* **Requirement**:
Every entry must be transcribed without alteration.

* **Material provided**:
****************

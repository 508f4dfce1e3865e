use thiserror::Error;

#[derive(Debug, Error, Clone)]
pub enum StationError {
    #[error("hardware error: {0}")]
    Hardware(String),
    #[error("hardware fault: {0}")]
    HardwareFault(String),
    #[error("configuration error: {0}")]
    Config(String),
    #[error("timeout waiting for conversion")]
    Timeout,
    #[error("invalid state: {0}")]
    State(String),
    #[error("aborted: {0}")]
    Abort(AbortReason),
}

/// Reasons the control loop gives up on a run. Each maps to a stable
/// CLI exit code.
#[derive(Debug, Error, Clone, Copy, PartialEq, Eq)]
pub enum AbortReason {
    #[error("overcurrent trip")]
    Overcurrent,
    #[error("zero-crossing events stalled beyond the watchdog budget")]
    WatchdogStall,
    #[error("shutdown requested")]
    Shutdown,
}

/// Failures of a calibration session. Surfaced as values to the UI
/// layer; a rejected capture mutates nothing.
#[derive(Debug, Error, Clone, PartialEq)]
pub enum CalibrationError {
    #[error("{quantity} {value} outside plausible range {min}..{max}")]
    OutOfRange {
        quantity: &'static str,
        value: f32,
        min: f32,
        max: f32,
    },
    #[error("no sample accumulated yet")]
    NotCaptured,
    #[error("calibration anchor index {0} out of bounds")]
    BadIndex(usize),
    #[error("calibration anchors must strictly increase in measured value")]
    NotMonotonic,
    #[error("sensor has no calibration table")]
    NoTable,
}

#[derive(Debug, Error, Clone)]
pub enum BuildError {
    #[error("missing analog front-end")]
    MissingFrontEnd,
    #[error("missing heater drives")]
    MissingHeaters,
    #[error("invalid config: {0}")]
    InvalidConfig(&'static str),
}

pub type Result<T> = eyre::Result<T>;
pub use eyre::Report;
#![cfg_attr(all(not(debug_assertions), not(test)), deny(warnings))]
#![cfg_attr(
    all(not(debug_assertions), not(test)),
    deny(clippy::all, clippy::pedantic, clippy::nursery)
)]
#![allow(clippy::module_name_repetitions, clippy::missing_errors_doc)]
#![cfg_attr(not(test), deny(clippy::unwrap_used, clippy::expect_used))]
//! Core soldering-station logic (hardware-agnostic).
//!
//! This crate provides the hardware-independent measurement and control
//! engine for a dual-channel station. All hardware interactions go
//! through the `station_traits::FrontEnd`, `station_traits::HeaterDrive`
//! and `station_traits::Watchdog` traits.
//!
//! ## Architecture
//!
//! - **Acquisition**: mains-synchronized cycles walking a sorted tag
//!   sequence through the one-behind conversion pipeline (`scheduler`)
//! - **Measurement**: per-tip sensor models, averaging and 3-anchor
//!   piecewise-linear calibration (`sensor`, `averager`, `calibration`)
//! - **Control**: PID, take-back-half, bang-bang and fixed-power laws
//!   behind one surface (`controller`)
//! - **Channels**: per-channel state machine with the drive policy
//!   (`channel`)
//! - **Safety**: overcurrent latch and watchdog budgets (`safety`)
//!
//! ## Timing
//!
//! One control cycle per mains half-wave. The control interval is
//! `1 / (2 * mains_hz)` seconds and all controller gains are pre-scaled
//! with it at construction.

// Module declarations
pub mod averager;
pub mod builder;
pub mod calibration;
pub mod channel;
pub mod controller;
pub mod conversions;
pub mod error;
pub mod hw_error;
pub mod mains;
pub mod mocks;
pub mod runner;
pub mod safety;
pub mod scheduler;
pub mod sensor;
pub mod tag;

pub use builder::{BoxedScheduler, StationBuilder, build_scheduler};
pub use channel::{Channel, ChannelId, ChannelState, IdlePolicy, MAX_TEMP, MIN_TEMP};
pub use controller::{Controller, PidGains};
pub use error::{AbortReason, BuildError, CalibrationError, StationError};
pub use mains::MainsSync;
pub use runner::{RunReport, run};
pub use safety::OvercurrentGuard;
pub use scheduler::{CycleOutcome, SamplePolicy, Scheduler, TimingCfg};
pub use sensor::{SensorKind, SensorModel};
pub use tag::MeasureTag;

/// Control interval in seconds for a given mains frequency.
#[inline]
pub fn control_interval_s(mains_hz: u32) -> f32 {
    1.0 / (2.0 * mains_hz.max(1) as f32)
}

****************

* **Task output**:
repository 508f4dfce1e3865e
use thiserror::Error;

#[derive(Debug, Error, Clone)]
pub enum StationError {
    #[error("hardware error: {0}")]
    Hardware(String),
    #[error("hardware fault: {0}")]
    HardwareFault(String),
    #[error("configuration error: {0}")]
    Config(String),
    #[error("timeout waiting for conversion")]
    Timeout,
    #[error("invalid state: {0}")]
    State(String),
    #[error("aborted: {0}")]
    Abort(AbortReason),
}

/// Reasons the control loop gives up on a run. Each maps to a stable
/// CLI exit code.
#[derive(Debug, Error, Clone, Copy, PartialEq, Eq)]
pub enum AbortReason {
    #[error("overcurrent trip")]
    Overcurrent,
    #[error("zero-crossing events stalled beyond the watchdog budget")]
    WatchdogStall,
    #[error("shutdown requested")]
    Shutdown,
}

/// Failures of a calibration session. Surfaced as values to the UI
/// layer; a rejected capture mutates nothing.
#[derive(Debug, Error, Clone, PartialEq)]
pub enum CalibrationError {
    #[error("{quantity} {value} outside plausible range {min}..{max}")]
    OutOfRange {
        quantity: &'static str,
        value: f32,
        min: f32,
        max: f32,
    },
    #[error("no sample accumulated yet")]
    NotCaptured,
    #[error("calibration anchor index {0} out of bounds")]
    BadIndex(usize),
    #[error("calibration anchors must strictly increase in measured value")]
    NotMonotonic,
    #[error("sensor has no calibration table")]
    NoTable,
}

#[derive(Debug, Error, Clone)]
pub enum BuildError {
    #[error("missing analog front-end")]
    MissingFrontEnd,
    #[error("missing heater drives")]
    MissingHeaters,
    #[error("invalid config: {0}")]
    InvalidConfig(&'static str),
}

pub type Result<T> = eyre::Result<T>;
pub use eyre::Report;
#![cfg_attr(all(not(debug_assertions), not(test)), deny(warnings))]
#![cfg_attr(
    all(not(debug_assertions), not(test)),
    deny(clippy::all, clippy::pedantic, clippy::nursery)
)]
#![allow(clippy::module_name_repetitions, clippy::missing_errors_doc)]
#![cfg_attr(not(test), deny(clippy::unwrap_used, clippy::expect_used))]
//! Core soldering-station logic (hardware-agnostic).
//!
//! This crate provides the hardware-independent measurement and control
//! engine for a dual-channel station. All hardware interactions go
//! through the `station_traits::FrontEnd`, `station_traits::HeaterDrive`
//! and `station_traits::Watchdog` traits.
//!
//! ## Architecture
//!
//! - **Acquisition**: mains-synchronized cycles walking a sorted tag
//!   sequence through the one-behind conversion pipeline (`scheduler`)
//! - **Measurement**: per-tip sensor models, averaging and 3-anchor
//!   piecewise-linear calibration (`sensor`, `averager`, `calibration`)
//! - **Control**: PID, take-back-half, bang-bang and fixed-power laws
//!   behind one surface (`controller`)
//! - **Channels**: per-channel state machine with the drive policy
//!   (`channel`)
//! - **Safety**: overcurrent latch and watchdog budgets (`safety`)
//!
//! ## Timing
//!
//! One control cycle per mains half-wave. The control interval is
//! `1 / (2 * mains_hz)` seconds and all controller gains are pre-scaled
//! with it at construction.

// Module declarations
pub mod averager;
pub mod builder;
pub mod calibration;
pub mod channel;
pub mod controller;
pub mod conversions;
pub mod error;
pub mod hw_error;
pub mod mains;
pub mod mocks;
pub mod runner;
pub mod safety;
pub mod scheduler;
pub mod sensor;
pub mod tag;

pub use builder::{BoxedScheduler, StationBuilder, build_scheduler};
pub use channel::{Channel, ChannelId, ChannelState, IdlePolicy, MAX_TEMP, MIN_TEMP};
pub use controller::{Controller, PidGains};
pub use error::{AbortReason, BuildError, CalibrationError, StationError};
pub use mains::MainsSync;
pub use runner::{RunReport, run};
pub use safety::OvercurrentGuard;
pub use scheduler::{CycleOutcome, SamplePolicy, Scheduler, TimingCfg};
pub use sensor::{SensorKind, SensorModel};
pub use tag::MeasureTag;

/// Control interval in seconds for a given mains frequency.
#[inline]
pub fn control_interval_s(mains_hz: u32) -> f32 {
    1.0 / (2.0 * mains_hz.max(1) as f32)
}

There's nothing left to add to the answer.